◆ DESCRIPTION OF THE TASK
If a line in the records below contains the word "DVector", copy it out.

#####

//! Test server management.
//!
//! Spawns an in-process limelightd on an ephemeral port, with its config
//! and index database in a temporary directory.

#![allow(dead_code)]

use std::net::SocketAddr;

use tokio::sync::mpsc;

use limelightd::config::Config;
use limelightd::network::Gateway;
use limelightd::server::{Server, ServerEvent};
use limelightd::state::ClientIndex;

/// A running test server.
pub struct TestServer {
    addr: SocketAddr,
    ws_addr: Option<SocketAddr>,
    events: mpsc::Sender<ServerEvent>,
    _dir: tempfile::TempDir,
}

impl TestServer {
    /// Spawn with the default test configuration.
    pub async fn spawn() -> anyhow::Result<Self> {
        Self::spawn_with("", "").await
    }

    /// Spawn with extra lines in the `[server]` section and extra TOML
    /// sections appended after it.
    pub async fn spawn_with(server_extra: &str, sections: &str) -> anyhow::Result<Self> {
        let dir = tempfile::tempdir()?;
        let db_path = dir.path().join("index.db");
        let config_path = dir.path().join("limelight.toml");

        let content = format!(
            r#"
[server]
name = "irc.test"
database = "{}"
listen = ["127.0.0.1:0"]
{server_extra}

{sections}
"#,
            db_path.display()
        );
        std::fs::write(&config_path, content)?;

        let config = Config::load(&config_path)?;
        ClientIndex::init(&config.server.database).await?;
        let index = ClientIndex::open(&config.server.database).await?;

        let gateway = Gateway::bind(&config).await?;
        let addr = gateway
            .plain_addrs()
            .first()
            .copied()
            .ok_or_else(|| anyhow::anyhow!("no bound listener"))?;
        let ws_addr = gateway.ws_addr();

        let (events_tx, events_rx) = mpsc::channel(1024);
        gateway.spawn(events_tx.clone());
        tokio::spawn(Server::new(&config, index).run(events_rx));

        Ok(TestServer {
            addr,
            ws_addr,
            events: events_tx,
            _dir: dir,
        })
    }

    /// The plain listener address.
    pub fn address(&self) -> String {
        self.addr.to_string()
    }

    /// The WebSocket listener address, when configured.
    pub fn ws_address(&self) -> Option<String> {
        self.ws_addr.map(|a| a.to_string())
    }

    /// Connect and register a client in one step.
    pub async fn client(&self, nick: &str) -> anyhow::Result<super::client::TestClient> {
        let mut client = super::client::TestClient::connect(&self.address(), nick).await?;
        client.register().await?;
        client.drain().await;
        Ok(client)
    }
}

#####

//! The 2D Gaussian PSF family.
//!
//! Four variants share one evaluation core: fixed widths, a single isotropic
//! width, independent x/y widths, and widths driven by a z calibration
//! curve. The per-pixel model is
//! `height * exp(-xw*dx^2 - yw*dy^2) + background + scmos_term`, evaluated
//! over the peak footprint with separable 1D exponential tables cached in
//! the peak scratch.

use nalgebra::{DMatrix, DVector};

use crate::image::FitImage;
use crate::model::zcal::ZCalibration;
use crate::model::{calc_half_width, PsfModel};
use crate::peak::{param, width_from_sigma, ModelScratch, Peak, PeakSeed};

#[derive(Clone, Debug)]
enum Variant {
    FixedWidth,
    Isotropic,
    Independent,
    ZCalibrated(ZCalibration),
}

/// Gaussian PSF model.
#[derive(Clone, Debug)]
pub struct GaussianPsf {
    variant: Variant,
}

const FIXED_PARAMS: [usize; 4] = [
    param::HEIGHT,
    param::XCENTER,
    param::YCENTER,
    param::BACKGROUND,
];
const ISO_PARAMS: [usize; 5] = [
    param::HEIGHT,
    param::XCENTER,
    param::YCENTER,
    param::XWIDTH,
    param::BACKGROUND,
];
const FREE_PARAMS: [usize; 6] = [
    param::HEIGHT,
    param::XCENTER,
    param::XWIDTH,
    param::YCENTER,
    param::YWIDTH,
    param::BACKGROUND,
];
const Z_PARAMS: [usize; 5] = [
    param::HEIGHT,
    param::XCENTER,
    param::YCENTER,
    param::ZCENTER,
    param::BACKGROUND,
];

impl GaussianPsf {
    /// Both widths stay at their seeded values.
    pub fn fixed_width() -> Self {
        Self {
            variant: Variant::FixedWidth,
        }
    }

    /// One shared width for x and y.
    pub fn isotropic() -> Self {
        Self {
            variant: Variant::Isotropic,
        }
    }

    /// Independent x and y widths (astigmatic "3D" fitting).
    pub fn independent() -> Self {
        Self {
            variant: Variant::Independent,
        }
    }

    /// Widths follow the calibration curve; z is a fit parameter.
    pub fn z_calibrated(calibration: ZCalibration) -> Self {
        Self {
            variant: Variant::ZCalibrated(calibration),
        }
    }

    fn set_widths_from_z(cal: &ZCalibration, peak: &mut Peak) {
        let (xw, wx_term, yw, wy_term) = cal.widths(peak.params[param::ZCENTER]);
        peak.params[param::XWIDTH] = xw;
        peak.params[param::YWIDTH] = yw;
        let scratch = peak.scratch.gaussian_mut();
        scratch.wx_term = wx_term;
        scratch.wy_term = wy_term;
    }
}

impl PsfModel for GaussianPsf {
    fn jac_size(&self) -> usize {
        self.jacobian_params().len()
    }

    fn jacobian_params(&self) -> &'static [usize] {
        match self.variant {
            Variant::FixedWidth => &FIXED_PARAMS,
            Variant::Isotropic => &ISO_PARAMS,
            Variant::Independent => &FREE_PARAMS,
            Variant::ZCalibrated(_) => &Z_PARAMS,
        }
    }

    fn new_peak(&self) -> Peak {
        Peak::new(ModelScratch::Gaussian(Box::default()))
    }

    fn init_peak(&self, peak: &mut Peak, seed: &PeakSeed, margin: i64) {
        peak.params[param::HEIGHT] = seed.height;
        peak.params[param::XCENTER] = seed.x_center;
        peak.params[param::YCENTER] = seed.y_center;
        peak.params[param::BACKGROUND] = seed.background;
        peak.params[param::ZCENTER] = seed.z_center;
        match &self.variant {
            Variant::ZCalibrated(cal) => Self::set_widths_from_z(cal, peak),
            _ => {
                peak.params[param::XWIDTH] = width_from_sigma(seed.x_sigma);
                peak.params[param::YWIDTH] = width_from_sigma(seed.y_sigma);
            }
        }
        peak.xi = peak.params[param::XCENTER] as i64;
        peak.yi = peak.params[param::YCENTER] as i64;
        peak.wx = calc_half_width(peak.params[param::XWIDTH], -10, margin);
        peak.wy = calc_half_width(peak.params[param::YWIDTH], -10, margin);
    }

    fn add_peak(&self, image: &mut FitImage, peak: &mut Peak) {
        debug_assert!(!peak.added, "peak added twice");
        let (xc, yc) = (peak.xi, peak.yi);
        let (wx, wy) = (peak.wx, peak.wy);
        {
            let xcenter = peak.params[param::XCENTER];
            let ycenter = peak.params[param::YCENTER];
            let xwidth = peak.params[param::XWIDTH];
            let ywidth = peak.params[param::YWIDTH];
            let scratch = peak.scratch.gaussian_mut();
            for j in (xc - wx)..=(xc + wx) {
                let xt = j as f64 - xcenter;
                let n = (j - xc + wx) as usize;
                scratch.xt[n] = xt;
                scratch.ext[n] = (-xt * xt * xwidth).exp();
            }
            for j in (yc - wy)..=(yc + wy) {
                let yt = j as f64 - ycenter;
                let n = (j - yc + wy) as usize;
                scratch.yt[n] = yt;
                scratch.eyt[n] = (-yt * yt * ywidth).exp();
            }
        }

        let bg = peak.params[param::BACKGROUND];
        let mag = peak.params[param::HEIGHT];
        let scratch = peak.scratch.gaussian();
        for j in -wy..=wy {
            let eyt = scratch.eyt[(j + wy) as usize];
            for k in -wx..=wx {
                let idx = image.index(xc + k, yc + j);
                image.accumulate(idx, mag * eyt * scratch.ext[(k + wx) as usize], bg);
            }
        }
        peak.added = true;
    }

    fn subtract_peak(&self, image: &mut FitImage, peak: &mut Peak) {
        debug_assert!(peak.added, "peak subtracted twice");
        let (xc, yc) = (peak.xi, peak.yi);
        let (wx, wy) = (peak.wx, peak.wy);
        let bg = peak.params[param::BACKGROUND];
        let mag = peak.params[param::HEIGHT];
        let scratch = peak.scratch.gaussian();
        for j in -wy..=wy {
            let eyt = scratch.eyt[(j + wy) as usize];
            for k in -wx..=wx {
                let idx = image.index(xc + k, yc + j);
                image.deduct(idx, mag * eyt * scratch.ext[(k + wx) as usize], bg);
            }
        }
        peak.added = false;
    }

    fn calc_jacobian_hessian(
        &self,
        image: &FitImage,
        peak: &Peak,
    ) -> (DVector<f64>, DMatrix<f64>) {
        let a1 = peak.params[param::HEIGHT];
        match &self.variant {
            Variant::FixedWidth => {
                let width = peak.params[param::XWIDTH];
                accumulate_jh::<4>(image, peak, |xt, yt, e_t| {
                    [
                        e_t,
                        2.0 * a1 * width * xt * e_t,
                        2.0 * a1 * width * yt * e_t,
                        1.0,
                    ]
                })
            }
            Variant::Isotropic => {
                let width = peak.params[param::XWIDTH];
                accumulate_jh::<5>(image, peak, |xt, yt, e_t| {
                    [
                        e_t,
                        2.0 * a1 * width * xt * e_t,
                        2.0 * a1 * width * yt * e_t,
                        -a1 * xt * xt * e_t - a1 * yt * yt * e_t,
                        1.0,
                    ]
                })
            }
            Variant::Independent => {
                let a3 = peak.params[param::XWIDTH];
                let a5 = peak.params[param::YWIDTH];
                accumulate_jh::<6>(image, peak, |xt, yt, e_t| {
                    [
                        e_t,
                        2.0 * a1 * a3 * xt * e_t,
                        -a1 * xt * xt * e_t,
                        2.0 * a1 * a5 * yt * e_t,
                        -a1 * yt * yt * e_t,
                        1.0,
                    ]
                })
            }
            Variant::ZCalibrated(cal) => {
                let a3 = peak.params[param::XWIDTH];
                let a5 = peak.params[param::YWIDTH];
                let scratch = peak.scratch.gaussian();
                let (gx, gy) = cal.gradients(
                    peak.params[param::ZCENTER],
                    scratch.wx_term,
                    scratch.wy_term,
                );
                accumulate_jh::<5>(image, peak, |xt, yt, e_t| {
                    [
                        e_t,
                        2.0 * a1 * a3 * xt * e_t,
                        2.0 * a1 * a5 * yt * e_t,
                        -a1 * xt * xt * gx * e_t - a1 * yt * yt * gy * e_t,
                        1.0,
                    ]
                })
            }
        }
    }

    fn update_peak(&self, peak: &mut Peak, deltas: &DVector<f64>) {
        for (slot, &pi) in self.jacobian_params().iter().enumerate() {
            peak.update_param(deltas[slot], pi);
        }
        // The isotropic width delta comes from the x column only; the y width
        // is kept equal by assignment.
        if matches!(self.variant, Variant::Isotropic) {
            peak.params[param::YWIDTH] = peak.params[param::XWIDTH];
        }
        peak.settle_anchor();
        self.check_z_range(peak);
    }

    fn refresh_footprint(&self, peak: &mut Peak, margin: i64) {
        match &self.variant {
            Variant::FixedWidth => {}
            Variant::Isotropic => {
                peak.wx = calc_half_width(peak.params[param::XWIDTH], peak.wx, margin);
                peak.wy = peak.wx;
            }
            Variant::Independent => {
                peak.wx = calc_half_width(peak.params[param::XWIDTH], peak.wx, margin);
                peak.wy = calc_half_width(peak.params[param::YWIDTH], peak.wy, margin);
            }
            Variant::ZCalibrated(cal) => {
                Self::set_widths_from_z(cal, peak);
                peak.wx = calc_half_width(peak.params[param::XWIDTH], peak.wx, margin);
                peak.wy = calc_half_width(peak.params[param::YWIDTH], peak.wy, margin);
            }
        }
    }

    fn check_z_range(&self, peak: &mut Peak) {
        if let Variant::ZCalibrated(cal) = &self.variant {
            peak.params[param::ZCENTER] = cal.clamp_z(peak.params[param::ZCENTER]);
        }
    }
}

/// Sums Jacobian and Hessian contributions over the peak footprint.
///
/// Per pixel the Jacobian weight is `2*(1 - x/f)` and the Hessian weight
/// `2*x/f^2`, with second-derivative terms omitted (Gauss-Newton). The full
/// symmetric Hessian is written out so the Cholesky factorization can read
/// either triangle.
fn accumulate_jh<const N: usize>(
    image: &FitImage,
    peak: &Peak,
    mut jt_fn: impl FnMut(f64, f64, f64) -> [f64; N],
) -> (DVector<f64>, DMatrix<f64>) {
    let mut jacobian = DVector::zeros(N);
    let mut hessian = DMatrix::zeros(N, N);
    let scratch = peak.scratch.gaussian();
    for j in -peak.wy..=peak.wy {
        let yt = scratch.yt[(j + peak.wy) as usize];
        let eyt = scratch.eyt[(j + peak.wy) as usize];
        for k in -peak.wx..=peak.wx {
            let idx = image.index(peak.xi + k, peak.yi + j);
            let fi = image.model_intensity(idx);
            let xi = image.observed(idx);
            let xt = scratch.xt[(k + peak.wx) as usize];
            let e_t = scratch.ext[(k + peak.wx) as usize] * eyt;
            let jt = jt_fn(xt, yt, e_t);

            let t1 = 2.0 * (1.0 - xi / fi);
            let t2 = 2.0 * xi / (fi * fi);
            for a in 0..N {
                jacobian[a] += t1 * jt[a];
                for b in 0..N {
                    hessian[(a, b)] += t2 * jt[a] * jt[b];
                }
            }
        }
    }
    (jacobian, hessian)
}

#####

◆ WRITTEN ANSWER
use nalgebra::{DMatrix, DVector};
    ) -> (DVector<f64>, DMatrix<f64>) {
    fn update_peak(&self, peak: &mut Peak, deltas: &DVector<f64>) {
) -> (DVector<f64>, DMatrix<f64>) {
    let mut jacobian = DVector::zeros(N);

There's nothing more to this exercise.